GPL and LGPL question

Wilfredo Sanchez wsanchez at apple.com
Wed May 19 00:03:36 UTC 1999


| You are confusing aggregation with derivation. Agggregation is  
when you put
| two separate programs on the same CD. That is what OSD #9 addresses.
| Derivation is when you incorporate someone else's work into your own new
| work. That is what the GPL addresses. This is a very common  
mistake and I think
| it is addressed in my anotated OSD which appears in the O'Reilly  
Open Sources
| book.

  But where's the line?

  There is no real definition of "derived work" in the GPL. While  
the GPL does list "mere aggregation" as not qualifying, it goes no  
further. In fact the word "derived" appears twice in the GPL; in  
neither case as part of a definition.

  Say I have I program... BSD tar.  It want to handle gzip'ed files,  
so it invoked gzip in order to accomplish this.
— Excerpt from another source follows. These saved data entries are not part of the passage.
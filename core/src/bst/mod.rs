//! Versioned, augmentable AVL tree.
//!
//! Nodes live in an arena and are addressed by [`NodeId`]s that stay valid for the
//! whole life of the tree: committing, reverting and updating never move a payload
//! to a different node, so ids can be stored by other structures (channel indexes
//! keep ids of track notes, for instance).
//!
//! The history works like a revision-control system. [`Tree::commit`] captures the
//! insertions, erasures and changes made since the previous commit into a
//! [`Revision`], and [`Tree::update`] moves the tree to any committed revision by
//! toggling the diffs found on the path between the two revisions. Until the first
//! commit the tree behaves as a plain AVL tree without any bookkeeping.

mod avl;
mod range;
mod revision;

use std::cmp::Ordering;
use std::convert::TryFrom;
use std::mem;
use std::ops::Index;

use failure::Fail;

pub use self::range::{Interval, MaxOff};
pub use self::revision::{Revision, RevisionId};

const LEFT: usize = 0;
const RIGHT: usize = 1;

#[derive(Debug, Fail, PartialEq, Eq, Clone)]
pub enum TreeError {
  #[fail(display = "Failed to allocate memory for a {}", what)]
  Alloc { what: &'static str },
}

#[derive(Debug, PartialEq, Eq, PartialOrd, Ord, Hash, Clone, Copy)]
pub struct NodeId(u32);

impl NodeId {
  fn index(self) -> usize {
    self.0 as usize
  }
}

/// One-past-the-last and one-before-the-first position.
pub const END: NodeId = NodeId(u32::max_value());

/// Ordering of the payloads stored in a tree.
pub trait Compare<T> {
  fn compare(&self, a: &T, b: &T) -> Ordering;
}

impl<T, F> Compare<T> for F
where
  F: Fn(&T, &T) -> Ordering,
{
  fn compare(&self, a: &T, b: &T) -> Ordering {
    self(a, b)
  }
}

/// Derived per-subtree data.
///
/// `update` is called bottom-up on every node whose subtree changed, after both
/// children were updated. It must only read the node payload and its children.
pub trait Augment<T> {
  fn update(&self, node: &mut T, left: Option<&T>, right: Option<&T>);
}

#[derive(Debug, Default, Clone, Copy)]
pub struct NoAugment;

impl<T> Augment<T> for NoAugment {
  fn update(&self, _node: &mut T, _left: Option<&T>, _right: Option<&T>) {}
}

#[derive(Debug, Clone, Copy)]
struct FreeLink {
  prev: NodeId,
  next: NodeId,
}

#[derive(Debug, Clone)]
struct Node<T> {
  parent: Option<NodeId>,
  child: [Option<NodeId>; 2],
  side: usize,
  balance: i8,

  in_tree: bool,
  inserted: bool,
  saved: bool,

  free: Option<FreeLink>,
  // membership at the start of an update
  was_in_tree: Option<bool>,

  data: T,
}

impl<T> Node<T> {
  fn new(data: T) -> Node<T> {
    Node {
      parent: None,
      child: [None, None],
      side: LEFT,
      balance: 0,
      in_tree: false,
      inserted: false,
      saved: false,
      free: None,
      was_in_tree: None,
      data,
    }
  }
}

pub struct Tree<T, C, A = NoAugment> {
  nodes: Vec<Node<T>>,
  root: Option<NodeId>,
  size: usize,

  cmp: C,
  augment: A,

  tip: Option<RevisionId>,
  revisions: Vec<Revision<T>>,

  inserted: Vec<NodeId>,
  erased: Vec<NodeId>,
  saved: Vec<(NodeId, T)>,
  free: Option<NodeId>,
}

impl<T, C> Tree<T, C, NoAugment>
where
  C: Compare<T>,
{
  pub fn new(cmp: C) -> Tree<T, C, NoAugment> {
    Tree::with_augment(cmp, NoAugment)
  }
}

impl<T, C, A> Tree<T, C, A> {
  pub fn with_augment(cmp: C, augment: A) -> Tree<T, C, A> {
    Tree {
      nodes: Vec::new(),
      root: None,
      size: 0,
      cmp,
      augment,
      tip: None,
      revisions: Vec::new(),
      inserted: Vec::new(),
      erased: Vec::new(),
      saved: Vec::new(),
      free: None,
    }
  }

  pub fn size(&self) -> usize {
    self.size
  }

  pub fn is_empty(&self) -> bool {
    self.root.is_none()
  }

  pub fn root(&self) -> Option<NodeId> {
    self.root
  }

  pub fn begin(&self) -> NodeId {
    self.root.map_or(END, |root| self.child_most(root, LEFT))
  }

  pub fn end(&self) -> NodeId {
    END
  }

  pub fn is_end(&self, node: NodeId) -> bool {
    node == END
  }

  pub fn next(&self, node: NodeId) -> NodeId {
    self.adjacent(node, RIGHT)
  }

  pub fn prev(&self, node: NodeId) -> NodeId {
    self.adjacent(node, LEFT)
  }

  pub fn left(&self, node: NodeId) -> Option<NodeId> {
    self.nodes[node.index()].child[LEFT]
  }

  pub fn right(&self, node: NodeId) -> Option<NodeId> {
    self.nodes[node.index()].child[RIGHT]
  }

  /// Payload of a node.
  ///
  /// Erased nodes keep their payload until they are recycled, which makes the
  /// nodes reported by [`Tree::revert`] and [`Tree::update`] readable.
  ///
  /// # Panics
  ///
  /// Panics when called with [`END`].
  pub fn get(&self, node: NodeId) -> &T {
    &self.nodes[node.index()].data
  }

  pub fn in_tree(&self, node: NodeId) -> bool {
    node != END && self.nodes[node.index()].in_tree
  }

  pub fn iter(&self) -> Iter<'_, T, C, A> {
    self.iter_from(self.begin())
  }

  pub fn iter_from(&self, node: NodeId) -> Iter<'_, T, C, A> {
    Iter { tree: self, node }
  }

  fn child_most(&self, mut node: NodeId, dir: usize) -> NodeId {
    while let Some(child) = self.nodes[node.index()].child[dir] {
      node = child;
    }
    node
  }

  fn adjacent(&self, node: NodeId, dir: usize) -> NodeId {
    if node == END {
      return match (dir, self.root) {
        (LEFT, Some(root)) => self.child_most(root, RIGHT),
        _ => END,
      };
    }

    if let Some(child) = self.nodes[node.index()].child[dir] {
      return self.child_most(child, 1 - dir);
    }

    let mut node = node;
    while let Some(parent) = self.nodes[node.index()].parent {
      if self.nodes[node.index()].side != dir {
        return parent;
      }
      node = parent;
    }
    END
  }

  fn alloc_node(&mut self, data: T) -> Result<NodeId, TreeError> {
    if let Some(node) = self.free_pop() {
      self.nodes[node.index()].data = data;
      return Ok(node);
    }

    let node = u32::try_from(self.nodes.len())
      .ok()
      .filter(|&index| index != END.0)
      .map(NodeId)
      .ok_or(TreeError::Alloc { what: "node id" })?;
    self
      .nodes
      .try_reserve(1)
      .map_err(|_| TreeError::Alloc { what: "node" })?;
    self.nodes.push(Node::new(data));
    Ok(node)
  }

  fn free_push(&mut self, node: NodeId) {
    debug_assert!(self.nodes[node.index()].free.is_none());
    let link = match self.free {
      None => FreeLink {
        prev: node,
        next: node,
      },
      Some(head) => {
        let prev = self.nodes[head.index()].free.map_or(head, |link| link.prev);
        self.set_free_next(prev, node);
        self.set_free_prev(head, node);
        FreeLink { prev, next: head }
      }
    };
    self.nodes[node.index()].free = Some(link);
    self.free = Some(node);
  }

  fn free_remove(&mut self, node: NodeId) {
    let link = match self.nodes[node.index()].free.take() {
      Some(link) => link,
      None => {
        debug_assert!(false, "node {:?} is not in the free list", node);
        return;
      }
    };

    if link.next == node {
      self.free = None;
    } else {
      self.set_free_next(link.prev, link.next);
      self.set_free_prev(link.next, link.prev);
      if self.free == Some(node) {
        self.free = Some(link.next);
      }
    }
  }

  fn free_pop(&mut self) -> Option<NodeId> {
    let node = self.free?;
    self.free_remove(node);
    Some(node)
  }

  fn set_free_next(&mut self, node: NodeId, next: NodeId) {
    if let Some(link) = self.nodes[node.index()].free.as_mut() {
      link.next = next;
    }
  }

  fn set_free_prev(&mut self, node: NodeId, prev: NodeId) {
    if let Some(link) = self.nodes[node.index()].free.as_mut() {
      link.prev = prev;
    }
  }

  fn erased_node(&mut self, node: NodeId) {
    if self.tip.is_some() && !self.nodes[node.index()].inserted {
      self.erased.push(node);
    } else {
      self.free_push(node);
    }
  }
}

impl<T, C, A> Tree<T, C, A>
where
  C: Compare<T>,
  A: Augment<T>,
{
  pub fn insert(&mut self, data: T) -> Result<NodeId, TreeError> {
    let tracking = self.tip.is_some();
    if tracking {
      self
        .inserted
        .try_reserve(1)
        .map_err(|_| TreeError::Alloc {
          what: "inserted list entry",
        })?;
    }

    let node = self.alloc_node(data)?;
    if tracking && !self.nodes[node.index()].inserted {
      self.nodes[node.index()].inserted = true;
      self.inserted.push(node);
    }

    self.insert_node(node);
    Ok(node)
  }

  /// Erases a node and returns its successor.
  pub fn erase(&mut self, node: NodeId) -> NodeId {
    let next = self.erase_node(node);
    self.erased_node(node);
    next
  }

  pub fn erase_range(&mut self, begin: NodeId, end: NodeId) {
    let mut node = begin;
    while node != end {
      node = self.erase(node);
    }
  }

  /// Replaces the payload of a node, moving it to the position required by the new
  /// payload, and returns the previous payload.
  pub fn change(&mut self, node: NodeId, data: T) -> Result<T, TreeError>
  where
    T: Clone,
  {
    let entry = &self.nodes[node.index()];
    debug_assert!(entry.in_tree, "changing a node that is not in the tree");
    let backup = self.tip.is_some() && entry.in_tree && !entry.inserted && !entry.saved;

    if backup {
      self
        .saved
        .try_reserve(1)
        .map_err(|_| TreeError::Alloc {
          what: "saved list entry",
        })?;
    }

    self.erase_node(node);
    let old = mem::replace(&mut self.nodes[node.index()].data, data);
    if backup {
      self.nodes[node.index()].saved = true;
      self.saved.push((node, old.clone()));
    }
    self.insert_node(node);

    Ok(old)
  }

  pub fn clear(&mut self) {
    let mut pending: Vec<NodeId> = self.root.into_iter().collect();
    let mut erased = Vec::with_capacity(self.size);
    while let Some(node) = pending.pop() {
      let entry = &mut self.nodes[node.index()];
      debug_assert!(entry.in_tree);
      entry.in_tree = false;
      pending.extend(entry.child.iter().flatten());
      erased.push(node);
    }

    self.root = None;
    self.size = 0;
    for node in erased {
      self.erased_node(node);
    }
  }

  pub fn find(&self, key: &T) -> Option<NodeId> {
    let node = self.lower_bound(key);
    if node != END && self.cmp.compare(self.get(node), key) == Ordering::Equal {
      Some(node)
    } else {
      None
    }
  }

  /// First node not ordered before `key`, or [`END`].
  pub fn lower_bound(&self, key: &T) -> NodeId {
    self.bound(key, Ordering::Equal)
  }

  /// First node ordered after `key`, or [`END`].
  pub fn upper_bound(&self, key: &T) -> NodeId {
    self.bound(key, Ordering::Greater)
  }

  fn bound(&self, key: &T, bound: Ordering) -> NodeId {
    let mut found = END;
    let mut next = self.root;
    while let Some(node) = next {
      let good = self.cmp.compare(self.get(node), key) >= bound;
      if good {
        found = node;
      }
      next = self.nodes[node.index()].child[if good { LEFT } else { RIGHT }];
    }
    found
  }
}
use failure::Error;

use serde_derive::Deserialize;

use std::fs::File;
use std::io::Read;

use score_core::config::FileConfig;

#[derive(Deserialize, Debug, Clone)]
#[serde(default)]
pub struct Config {
  pub file: FileConfig,
  pub shell: ShellConfig,
}

impl Default for Config {
  fn default() -> Config {
    Config {
      file: FileConfig::default(),
      shell: ShellConfig::default(),
    }
  }
}

impl Config {
  pub fn from_file<'a, T>(path: T) -> Result<Config, Error>
  where
    T: Into<&'a str>,
  {
    let mut content = String::new();
    let path_str = path.into();
    let mut file = File::open(path_str)?;
    file.read_to_string(&mut content)?;
    let config: Config = toml::from_str(&content)?;
    Ok(config)
  }

  #[allow(dead_code)]
  pub fn from_str<'a, T>(content: T) -> Result<Config, Error>
  where
    T: Into<&'a str>,
  {
    let config: Config = toml::from_str(content.into())?;
    Ok(config)
  }
}

#[derive(Deserialize, Debug, Clone)]
#[serde(default)]
pub struct ShellConfig {
  /// Print every command before its output.
  pub echo: bool,
}

impl Default for ShellConfig {
  fn default() -> ShellConfig {
    ShellConfig { echo: false }
  }
}

#[cfg(test)]
mod test {

  use super::Config;

  #[test]
  pub fn defaults() {
    let config = Config::from_str("").unwrap();
    assert!(!config.shell.echo);
    assert_eq!(config.file.division, 240);
  }

  #[test]
  pub fn sections() {
    let config = Config::from_str(
      r#"
      [file]
      division = 480
      max_tracks = 4

      [shell]
      echo = true
      "#,
    )
    .unwrap();
    assert!(config.shell.echo);
    assert_eq!(config.file.division, 480);
    assert_eq!(config.file.max_tracks, 4);
    assert_eq!(config.file.tempo, 120);
  }
}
I include a gzip  
binary with each tar binary.  Is tar a derived work?  I would argue  
that it's a separate program, so no. And RMS to my knowledge uses  
"same address space" as the test.  But that's merely interpretation,  
because the GPL lack a real definition.  Once could also reasonably  
argue that my tar program is a derived work, and that I have  
therefore infected my program with the GNU license.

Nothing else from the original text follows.